‹‹La noche en que me acosté con Kenneth no tenía ni idea de todo lo que pasaría a raíz de eso. Él me recibió pensando que yo era Isabel (o al menos eso creía yo) y yo tuve el suficiente cuidado de no hablar para que no me reconociera por la voz. Al fin y al cabo, mi cuerpo y el de Isabel eran tan parecidos que estaba segura de que no notaría la diferencia. Y la verdad es que disfruté como nunca: no sólo por estar con Ken (que estaba claro que en el accidente podía haber perdido algunas facultades, pero otras las conservaba intactas), sino sobre todo, por volverle a quitar a Isabel aquello que quería, que era sin duda lo que más satisfacción y placer me reportaba.
El caso es que, al cabo de una media hora, Isabel volvió de su charla con Jorge y entró en la habitación con absoluto sigilo, tanto que yo ni me enteré. Sin embargo, nada más aparecer por la puerta y antes de que ni ella misma pudiera reaccionar, Kenneth gritó: “¡¡Sabina!!”. Todavía me pregunto cómo se dio cuenta. Dicen que los ciegos tienen una especial intuición y que agudizan otros sentidos, y debe ser cierto, porque presintió la presencia de Isabel al instante. Los gritos de ella al vernos en la cama se escucharon en medio Londres. Lo primero que hizo fue abalanzarse sobre mí y empezar a golpearme, arañarme y tirarme de los pelos, prometiendo que me mataría si le seguía poniendo las manos encima a su pareja. Yo me defendí como pude y, finalmente, Kenneth y Jorge, que acudió al oír los gritos, consiguieron separarnos y convencerla de que se debía tranquilizar. “¡No te creas que esto va a quedar así!”, me amenazó, “tú todavía no me conoces. ¡Te vas a arrepentir de esto! ¡Y te quiero ahora mismo fuera de mi casa!”. A lo que, sorprendentemente, Kenneth respondió: "¡Sabina, te ruego que te calmes! Esta casa es mía y ellos son mis invitados. No voy a echar a nadie a la calle, y menos en Navidad. Esto ha sido, sin duda, un desgraciado incidente que tendremos que aclarar, pero mañana por la mañana y como personas civilizadas. Ahora, por favor, cada uno a su cama e intentemos descansar todos”. “Aquí no hay nada que aclarar. Está todo muy claro”, dijo Isabel mientras salía de la habitación escupiéndome.
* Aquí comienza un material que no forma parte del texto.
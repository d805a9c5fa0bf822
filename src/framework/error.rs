//! # Pipeline Errors
//!
//! The error taxonomy shared by every resource pipeline. Store-native errors are
//! translated into [`ResourceError`] at the repository boundary and never travel
//! further up.

use std::fmt;

use thiserror::Error;

/// Every rule a value broke, in the order they were checked.
///
/// Renders as space-separated parenthesized reasons, e.g.
/// `(id: empty) (name: max 100 chars)`.
#[derive(Debug, Clone, Default, PartialEq, Eq)]
pub struct Violations(Vec<String>);

impl Violations {
    pub fn new() -> Self {
        Self::default()
    }

    /// Records one reason. The surrounding parentheses are added here.
    pub fn push(&mut self, reason: impl fmt::Display) {
        self.0.push(format!("({})", reason));
    }

    pub fn is_empty(&self) -> bool {
        self.0.is_empty()
    }

    pub fn len(&self) -> usize {
        self.0.len()
    }

    pub fn reasons(&self) -> &[String] {
        &self.0
    }

    /// `Ok(())` when nothing was recorded.
    pub fn into_result(self) -> Result<(), Violations> {
        if self.is_empty() {
            Ok(())
        } else {
            Err(self)
        }
    }
}

impl fmt::Display for Violations {
    fn fmt(&self, f: &mut fmt::Formatter<'_>) -> fmt::Result {
        f.write_str(&self.0.join(" "))
    }
}

/// Errors surfaced by the repository, service and controller layers.
#[derive(Debug, Clone, Error, PartialEq)]
pub enum ResourceError {
    /// A model failed domain validation before a write.
    #[error("invalid {resource}: {violations}")]
    InvalidModel {
        resource: &'static str,
        violations: Violations,
    },

    /// A partial update failed validation.
    #[error("invalid {resource} update: {violations}")]
    InvalidUpdate {
        resource: &'static str,
        violations: Violations,
    },

    /// One or more filter predicates failed validation.
    #[error("invalid query: {0}")]
    InvalidQuery(Violations),

    /// An operation keyed by id was called with an empty id.
    #[error("{resource} id empty")]
    EmptyId { resource: &'static str },

    /// The request payload could not be decoded.
    #[error("invalid request: {0}")]
    Decode(String),

    /// No record at the key.
    #[error("{resource} not found: {id}")]
    NotFound { resource: &'static str, id: String },

    /// Key collision on create.
    #[error("{resource} already exists: {id}")]
    AlreadyExists { resource: &'static str, id: String },

    /// The record exists but fails domain validation when read back.
    #[error("{resource} found, but invalid: {id}")]
    Corrupt { resource: &'static str, id: String },

    /// Opaque backend failure.
    #[error("store failure: {0}")]
    Store(String),

    /// The request deadline passed before the store answered.
    #[error("request cancelled: {0}")]
    Cancelled(String),
}

impl ResourceError {
    /// Map this error to an HTTP-style status code.
    ///
    /// Client faults are 4xx; backend faults are 5xx.
    pub fn status_code(&self) -> u16 {
        match self {
            ResourceError::InvalidModel { .. }
            | ResourceError::InvalidUpdate { .. }
            | ResourceError::InvalidQuery(_)
            | ResourceError::EmptyId { .. }
            | ResourceError::Decode(_)
            | ResourceError::Corrupt { .. } => 400,
            ResourceError::NotFound { .. } => 404,
            ResourceError::AlreadyExists { .. } => 409,
            ResourceError::Store(_) => 500,
            ResourceError::Cancelled(_) => 504,
        }
    }

    /// True for kinds that say "a record is stored at this key".
    ///
    /// Corrupt records count: updates and deletes may target them.
    pub fn implies_existence(&self) -> bool {
        matches!(self, ResourceError::Corrupt { .. })
    }
}
//! Headless sweep: generates every apartment type across the area range and
//! both orientations, then checks allocation, geometry, rendering and the
//! worker cache policy. Runs entirely in-process, no files written.

use floorplan_logic::allocation::allocate;
use floorplan_logic::constants::{defaults, floors};
use floorplan_logic::geometry::{hard_errors, validate_all, Severity};
use floorplan_logic::offline_cache::{self, FetchStrategy, WorkerMessage, WorkerReply};
use floorplan_logic::template::{apartment_types, resolve};
use floorplan_logic::{generate_plan, GenerationRequest, Orientation};
use floorplan_render::export::{export_stem, DEFAULT_STEM};
use floorplan_render::{print_document, render_svg, room_details, PlanHeader, SceneStyle};

// ── Test harness ────────────────────────────────────────────────────────

struct TestResult {
    name: String,
    passed: bool,
    detail: String,
}

/// Run every section. Returns false if anything failed.
pub fn run(verbose: bool) -> bool {
    println!("=== Floor Plan Harness ===\n");

    let mut results = Vec::new();

    // 1. Template table
    results.extend(validate_templates());

    // 2. Area allocation sweep
    results.extend(validate_allocation());

    // 3. Layout geometry sweep
    results.extend(validate_layouts(verbose));

    // 4. Rendering and export
    results.extend(validate_rendering());

    // 5. Offline worker policy
    results.extend(validate_cache_policy());

    // ── Summary ──
    println!();
    let passed = results.iter().filter(|r| r.passed).count();
    let failed = results.iter().filter(|r| !r.passed).count();
    let total = results.len();

    for r in &results {
        let icon = if r.passed { "✓" } else { "✗" };
        if !r.passed || verbose {
            println!("  {} {}: {}", icon, r.name, r.detail);
        }
    }

    println!(
        "\n=== RESULT: {}/{} passed, {} failed ===",
        passed, total, failed
    );

    failed == 0
}

// ── 1. Templates ────────────────────────────────────────────────────────

fn validate_templates() -> Vec<TestResult> {
    println!("--- Templates ---");
    let mut results = Vec::new();
    let types = apartment_types();

    results.push(TestResult {
        name: "templates_known".into(),
        passed: types.len() == 6,
        detail: format!("{} apartment types: {}", types.len(), types.join(", ")),
    });

    let no_bath: Vec<_> = types
        .iter()
        .filter(|t| resolve(t).bathroom_count == 0)
        .collect();
    results.push(TestResult {
        name: "templates_have_bathroom".into(),
        passed: no_bath.is_empty(),
        detail: if no_bath.is_empty() {
            "every type has at least one bathroom".into()
        } else {
            format!("without bathroom: {:?}", no_bath)
        },
    });

    let fallback = resolve("9+9");
    results.push(TestResult {
        name: "templates_fallback".into(),
        passed: fallback == resolve(defaults::APARTMENT_TYPE),
        detail: format!("unknown label → {:?}", fallback),
    });

    results
}

// ── 2. Allocation ───────────────────────────────────────────────────────

fn validate_allocation() -> Vec<TestResult> {
    println!("--- Area Allocation ---");
    let mut results = Vec::new();
    let mut floor_violations = Vec::new();
    let mut sum_mismatches = Vec::new();
    let mut cases = 0;

    for label in apartment_types() {
        let t = resolve(label);
        for total in defaults::AREA_MIN..=defaults::AREA_MAX {
            cases += 1;
            let a = allocate(total, &t);
            if a.living_room < floors::LIVING_ROOM
                || a.kitchen < floors::KITCHEN
                || a.bathroom < floors::BATHROOM
                || (t.bedroom_count > 0 && a.bedroom < floors::BEDROOM)
            {
                floor_violations.push(format!("{}@{}", label, total));
            }
            // Residue lands in the salon unless its floor binds.
            if a.living_room > floors::LIVING_ROOM && a.total_for(&t) != total {
                sum_mismatches.push(format!("{}@{}", label, total));
            }
        }
    }

    results.push(TestResult {
        name: "allocation_floors".into(),
        passed: floor_violations.is_empty(),
        detail: if floor_violations.is_empty() {
            format!("{} cases respect minimum room sizes", cases)
        } else {
            format!("below floor: {}", floor_violations.join(", "))
        },
    });

    results.push(TestResult {
        name: "allocation_sum".into(),
        passed: sum_mismatches.is_empty(),
        detail: if sum_mismatches.is_empty() {
            format!("{} cases sum to the requested total", cases)
        } else {
            format!("sum mismatch: {}", sum_mismatches.join(", "))
        },
    });

    results
}

// ── 3. Layouts ──────────────────────────────────────────────────────────

fn validate_layouts(verbose: bool) -> Vec<TestResult> {
    println!("--- Layouts ---");
    let mut results = Vec::new();
    let mut errors = Vec::new();
    let mut count_mismatches = Vec::new();
    let mut warnings = 0;
    let mut plans = 0;

    for label in apartment_types() {
        for facing in [1, 2] {
            for total in (defaults::AREA_MIN..=defaults::AREA_MAX).step_by(10) {
                let plan = generate_plan(&GenerationRequest::new(label, total, facing));
                plans += 1;

                let expected = plan.template.room_count();
                if plan.rooms.len() != expected {
                    count_mismatches.push(format!(
                        "{} facing {}: {} rooms, expected {}",
                        label,
                        facing,
                        plan.rooms.len(),
                        expected
                    ));
                }

                for e in validate_all(&plan.rooms, plan.canvas_width, plan.canvas_height) {
                    match e.severity {
                        Severity::Error => errors.push(format!(
                            "{}@{} {:?}: {}",
                            label, total, plan.orientation, e.message
                        )),
                        Severity::Warning => {
                            warnings += 1;
                            if verbose {
                                println!("  ⚠ {}@{}: {}", label, total, e.message);
                            }
                        }
                    }
                }
            }
        }
    }

    results.push(TestResult {
        name: "layout_room_counts".into(),
        passed: count_mismatches.is_empty(),
        detail: if count_mismatches.is_empty() {
            format!("{} plans have one rect per templated room", plans)
        } else {
            count_mismatches.join("; ")
        },
    });

    results.push(TestResult {
        name: "layout_geometry".into(),
        passed: errors.is_empty(),
        detail: if errors.is_empty() {
            format!("no overlaps or out-of-bounds rooms ({} warnings)", warnings)
        } else {
            format!("{} errors, first: {}", errors.len(), errors[0])
        },
    });

    let corner = generate_plan(&GenerationRequest::new("3+1", 120, 3));
    let corner_errors = hard_errors(&corner.rooms, corner.canvas_width, corner.canvas_height);
    results.push(TestResult {
        name: "layout_corner_orientation".into(),
        passed: corner.orientation == Orientation::Corner && corner_errors.is_empty(),
        detail: format!("facing 3 → {:?}", corner.orientation),
    });

    results
}

// ── 4. Rendering ────────────────────────────────────────────────────────

fn validate_rendering() -> Vec<TestResult> {
    println!("--- Rendering ---");
    let mut results = Vec::new();

    let plan = generate_plan(&GenerationRequest::new("2+1", 100, 1));
    let svg = render_svg(&plan, &SceneStyle::default());
    let groups = svg.matches("class=\"room-group").count();
    results.push(TestResult {
        name: "render_room_groups".into(),
        passed: groups == plan.rooms.len(),
        detail: format!("{} groups for {} rooms", groups, plan.rooms.len()),
    });

    let hovered = render_svg(&plan, &SceneStyle::hovering(0));
    results.push(TestResult {
        name: "render_hover".into(),
        passed: hovered.matches("brightness(0.9)").count() == 1 && !svg.contains("brightness"),
        detail: "hover highlights exactly one room".into(),
    });

    let details = room_details(&plan);
    results.push(TestResult {
        name: "render_details".into(),
        passed: details.len() == plan.rooms.len(),
        detail: format!("{} room list entries", details.len()),
    });

    let header = PlanHeader::new("", &plan.request, "-");
    let html = print_document(&plan, &header);
    results.push(TestResult {
        name: "render_print_document".into(),
        passed: html.contains("window.print()") && html.contains(&header.specs),
        detail: header.specs.clone(),
    });

    let stems_ok = export_stem("") == DEFAULT_STEM
        && export_stem("  Ev   Planı ") == "Ev-Planı"
        && export_stem(&export_stem("a  b")) == export_stem("a  b")
        && !export_stem("Blok A/Daire 3").contains('/');
    results.push(TestResult {
        name: "export_stem".into(),
        passed: stems_ok,
        detail: "trimmed, hyphenated, single path component".into(),
    });

    results
}

// ── 5. Offline worker ───────────────────────────────────────────────────

fn validate_cache_policy() -> Vec<TestResult> {
    println!("--- Offline Worker ---");
    let mut results = Vec::new();

    let cases = [
        ("GET", "/style.css", FetchStrategy::CacheFirst),
        ("GET", "/index.html", FetchStrategy::CacheFirst),
        ("GET", "/api/plans", FetchStrategy::NetworkFirst),
        ("POST", "/style.css", FetchStrategy::Bypass),
        ("GET", "https://www.google-analytics.com/collect", FetchStrategy::Bypass),
    ];
    let wrong: Vec<_> = cases
        .iter()
        .filter(|(m, u, s)| offline_cache::classify_request(m, u) != *s)
        .map(|(m, u, _)| format!("{} {}", m, u))
        .collect();
    results.push(TestResult {
        name: "worker_classification".into(),
        passed: wrong.is_empty(),
        detail: if wrong.is_empty() {
            format!("{} requests classified", cases.len())
        } else {
            format!("misclassified: {}", wrong.join(", "))
        },
    });

    let reply = offline_cache::handle_message(&WorkerMessage::GetVersion, &[]);
    results.push(TestResult {
        name: "worker_version".into(),
        passed: matches!(
            &reply,
            WorkerReply::Version { version } if version == offline_cache::CACHE_VERSION
        ),
        detail: offline_cache::CACHE_VERSION.into(),
    });

    let stale = offline_cache::stale_caches(&["static-v0.9.0", offline_cache::STATIC_CACHE]);
    results.push(TestResult {
        name: "worker_stale_caches".into(),
        passed: stale == vec!["static-v0.9.0"],
        detail: format!("stale: {:?}", stale),
    });

    results
}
Aquella noche durmió en el cuarto de invitados de la segunda planta y a la mañana siguiente, hizo sus maletas y se fue de la casa, sin siquiera hablar o despedirse de Kenneth.
Pero aquella noche no terminó, ni mucho menos, cuando cada uno volvimos a nuestras habitaciones. Jorge estaba hecho un basilisco conmigo. “¿Estás loca?”, me dijo. “¡Con el trabajo que nos ha costado diseñar un plan para conseguir nuestros propósitos y vas a la primera de cambio y lo arriesgas todo! ¿Qué quieres, echarlo todo por la borda?”. “Tu plan no vale nada”, le contesté yo. “¿Crees que, simplemente porque le hagas creer que estamos casados, Isabel va a correr a tus brazos? Hay que tomar decisiones drásticas”. “Pero lo que has hecho lo echa todo al traste”, me respondió. “¿Cómo vamos a reaccionar a partir de ahora? Además, creía que me habías dicho que lo nuestro de anoche te había gustado”. “¡Por favor!”, le dije, “no serás tan estúpido de enamorarte de mí, ¿verdad? Una cosa es que lo pasemos bien en la cama y otra muy distinta que yo vaya a estropear lo que he venido a buscar aquí por ti”. Jorge me lanzó una mirada con todo el odio y la furia de la que fue capaz, mostrándome un lado que hasta entonces no le había visto. Por un momento, aquel pusilánime pareció incluso tener personalidad. Se acostó sin decir nada más y lo mismo hice yo.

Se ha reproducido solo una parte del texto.